[Exercise description] Go through the entries below and count the lines where the word "struct" appears; give only the count.

BEGIN Information provided

//! Usage: Generation request / wire record model (request body, NDJSON stream record normalisation).

use serde::{Deserialize, Serialize};
use serde_json::Value;
use std::sync::atomic::{AtomicI64, Ordering};

pub const FALLBACK_MODEL: &str = "DeepSeek-R1";
pub const SEARCH_PROMPT_REQUIRED: &str = "联网搜索需要文本内容，请输入问题";
pub const EMPTY_MESSAGE: &str = "消息内容不能为空";

static LAST_MESSAGE_MILLIS: AtomicI64 = AtomicI64::new(0);

#[derive(Debug, Clone, PartialEq, Eq, Serialize, Deserialize)]
pub struct ImageAttachment {
    /// Raw base64 payload. A `data:<mime>;base64,` prefix is tolerated and stripped on send.
    pub base64: String,
    #[serde(default)]
    pub mime_type: String,
    #[serde(default)]
    pub file_name: String,
}

impl ImageAttachment {
    pub fn payload(&self) -> &str {
        let raw = self.base64.trim();
        if raw.starts_with("data:") {
            if let Some((_, rest)) = raw.split_once(',') {
                return rest;
            }
        }
        raw
    }
}

#[derive(Debug, Clone, PartialEq, Eq, Serialize, Deserialize)]
pub struct GenerationRequest {
    pub message_id: String,
    pub conversation_id: String,
    #[serde(default)]
    pub model: String,
    #[serde(default)]
    pub prompt: String,
    #[serde(default)]
    pub image: Option<ImageAttachment>,
    #[serde(default)]
    pub online_search: bool,
    #[serde(default)]
    pub user_id: Option<String>,
}

impl GenerationRequest {
    pub fn new(conversation_id: impl Into<String>, model: impl Into<String>, prompt: impl Into<String>) -> Self {
        Self {
            message_id: next_message_id(),
            conversation_id: conversation_id.into(),
            model: model.into(),
            prompt: prompt.into(),
            image: None,
            online_search: false,
            user_id: None,
        }
    }

    pub fn effective_model<'a>(&'a self, fallback: &'a str) -> &'a str {
        let model = self.model.trim();
        if model.is_empty() {
            fallback
        } else {
            model
        }
    }

    pub fn validate(&self) -> Result<(), String> {
        if self.message_id.trim().is_empty() {
            return Err("message_id is required".to_string());
        }
        if self.conversation_id.trim().is_empty() {
            return Err("conversation_id is required".to_string());
        }
        let prompt_empty = self.prompt.trim().is_empty();
        if self.online_search && prompt_empty {
            return Err(SEARCH_PROMPT_REQUIRED.to_string());
        }
        if prompt_empty && self.image.is_none() {
            return Err(EMPTY_MESSAGE.to_string());
        }
        Ok(())
    }

    pub(crate) fn to_body<'a>(&'a self, model: &'a str) -> GenerateBody<'a> {
        let image = self.image.as_ref();
        GenerateBody {
            prompt: &self.prompt,
            message: &self.prompt,
            conversation_id: &self.conversation_id,
            model_name: model,
            model,
            has_image: image.is_some(),
            image: image.map(ImageAttachment::payload),
            image_type: image
                .map(|v| v.mime_type.as_str())
                .filter(|v| !v.is_empty()),
            image_name: image
                .map(|v| v.file_name.as_str())
                .filter(|v| !v.is_empty()),
            online_search: self.online_search,
            message_id: &self.message_id,
        }
    }
}

/// `ai-<unix millis>`, strictly increasing within the process.
pub fn next_message_id() -> String {
    let now = crate::shared::time::now_unix_millis();
    let mut prev = LAST_MESSAGE_MILLIS.load(Ordering::Relaxed);
    loop {
        let next = now.max(prev + 1);
        match LAST_MESSAGE_MILLIS.compare_exchange_weak(prev, next, Ordering::Relaxed, Ordering::Relaxed) {
            Ok(_) => return format!("ai-{next}"),
            Err(actual) => prev = actual,
        }
    }
}

#[derive(Debug, Serialize)]
pub(crate) struct GenerateBody<'a> {
    pub prompt: &'a str,
    pub message: &'a str,
    pub conversation_id: &'a str,
    pub model_name: &'a str,
    pub model: &'a str,
    pub has_image: bool,
    pub image: Option<&'a str>,
    pub image_type: Option<&'a str>,
    pub image_name: Option<&'a str>,
    pub online_search: bool,
    pub message_id: &'a str,
}

/// One decoded NDJSON line. Text fields carry full cumulative values, never deltas.
#[derive(Debug, Clone, Default, PartialEq)]
pub struct StreamRecord {
    pub message_id: Option<String>,
    pub content: Option<String>,
    pub think: Option<String>,
    pub think_time: Option<f64>,
    pub model_name: Option<String>,
    pub search: Option<String>,
    /// Server-side failure; the message text arrives in `content` like any other text.
    pub error: bool,
    pub finished: bool,
    pub heartbeat: bool,
}

#[derive(Debug, Deserialize)]
struct RawStreamRecord {
    #[serde(default)]
    message_id: Option<Value>,
    #[serde(default)]
    content: Option<Value>,
    #[serde(default)]
    text: Option<Value>,
    #[serde(default)]
    think: Option<Value>,
    #[serde(default)]
    thinking: Option<Value>,
    #[serde(default)]
    think_time: Option<Value>,
    #[serde(default)]
    model_name: Option<Value>,
    #[serde(default)]
    search: Option<Value>,
    #[serde(default)]
    error: Option<Value>,
    #[serde(default)]
    finished: Option<Value>,
    #[serde(default)]
    heartbeat: Option<Value>,
}

impl StreamRecord {
    pub fn from_json_slice(line: &[u8]) -> Result<Self, String> {
        let raw: RawStreamRecord =
            serde_json::from_slice(line).map_err(|e| format!("PROTOCOL_ERROR: {e}"))?;
        Ok(Self::from_raw(raw))
    }

    fn from_raw(raw: RawStreamRecord) -> Self {
        // `content` wins over `text`, `think` over `thinking`; empty values count as absent.
        let content = raw
            .content
            .as_ref()
            .and_then(text_value)
            .or_else(|| raw.text.as_ref().and_then(text_value));
        let think = raw
            .think
            .as_ref()
            .and_then(text_value)
            .or_else(|| raw.thinking.as_ref().and_then(text_value));

        Self {
            message_id: raw.message_id.as_ref().and_then(plain_string),
            content,
            think,
            think_time: raw.think_time.as_ref().and_then(number_value),
            model_name: raw.model_name.as_ref().and_then(plain_string),
            search: raw.search.as_ref().and_then(text_value),
            error: raw.error.as_ref().is_some_and(truthy),
            finished: raw.finished.as_ref().is_some_and(truthy),
            heartbeat: raw.heartbeat.as_ref().is_some_and(truthy),
        }
    }

    pub fn has_visible_text(&self) -> bool {
        self.content.is_some() || self.think.is_some()
    }
}

fn plain_string(value: &Value) -> Option<String> {
    match value {
        Value::String(s) if !s.is_empty() => Some(s.clone()),
        Value::Number(n) => Some(n.to_string()),
        _ => None,
    }
}

/// Non-string payloads: prefer a nested `content`/`text` string, else the JSON text.
fn text_value(value: &Value) -> Option<String> {
    match value {
        Value::Null => None,
        Value::Bool(false) => None,
        Value::String(s) => (!s.is_empty()).then(|| s.clone()),
        Value::Object(map) => {
            for key in ["content", "text"] {
                if let Some(Value::String(s)) = map.get(key) {
                    return (!s.is_empty()).then(|| s.clone());
                }
            }
            Some(value.to_string())
        }
        other => Some(other.to_string()),
    }
}

fn number_value(value: &Value) -> Option<f64> {
    let n = match value {
        Value::Number(n) => n.as_f64()?,
        Value::String(s) => s.trim().parse::<f64>().ok()?,
        _ => return None,
    };
    (n.is_finite() && n >= 0.0).then_some(n)
}

fn truthy(value: &Value) -> bool {
    match value {
        Value::Bool(b) => *b,
        Value::Number(n) => n.as_f64().is_some_and(|v| v != 0.0),
        Value::String(s) => !s.is_empty(),
        Value::Null => false,
        _ => true,
    }
}

/// Entry shape the browser client kept in local storage (`pending_ai_messages`).
#[derive(Debug, Deserialize)]
pub(crate) struct LegacyPendingEntry {
    #[serde(rename = "messageData")]
    pub message_data: LegacyMessageData,
}

#[derive(Debug, Deserialize)]
pub(crate) struct LegacyMessageData {
    #[serde(default)]
    pub message: Option<String>,
    pub conversation_id: Value,
    #[serde(default)]
    pub model: Option<String>,
    #[serde(default)]
    pub user_id: Option<Value>,
    pub message_id: String,
    #[serde(default)]
    pub image: Option<String>,
    #[serde(default)]
    pub image_type: Option<String>,
    #[serde(default)]
    pub image_name: Option<String>,
}

impl LegacyMessageData {
    pub(crate) fn into_request(self) -> Option<GenerationRequest> {
        let conversation_id = plain_string(&self.conversation_id)?;
        if self.message_id.trim().is_empty() {
            return None;
        }
        let image = self.image.filter(|v| !v.is_empty()).map(|base64| ImageAttachment {
            base64,
            mime_type: self.image_type.unwrap_or_default(),
            file_name: self.image_name.unwrap_or_default(),
        });
        Some(GenerationRequest {
            message_id: self.message_id,
            conversation_id,
            model: self.model.unwrap_or_default(),
            prompt: self.message.unwrap_or_default(),
            image,
            online_search: false,
            user_id: self.user_id.as_ref().and_then(plain_string),
        })
    }
}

END Information provided

[Answer below] 7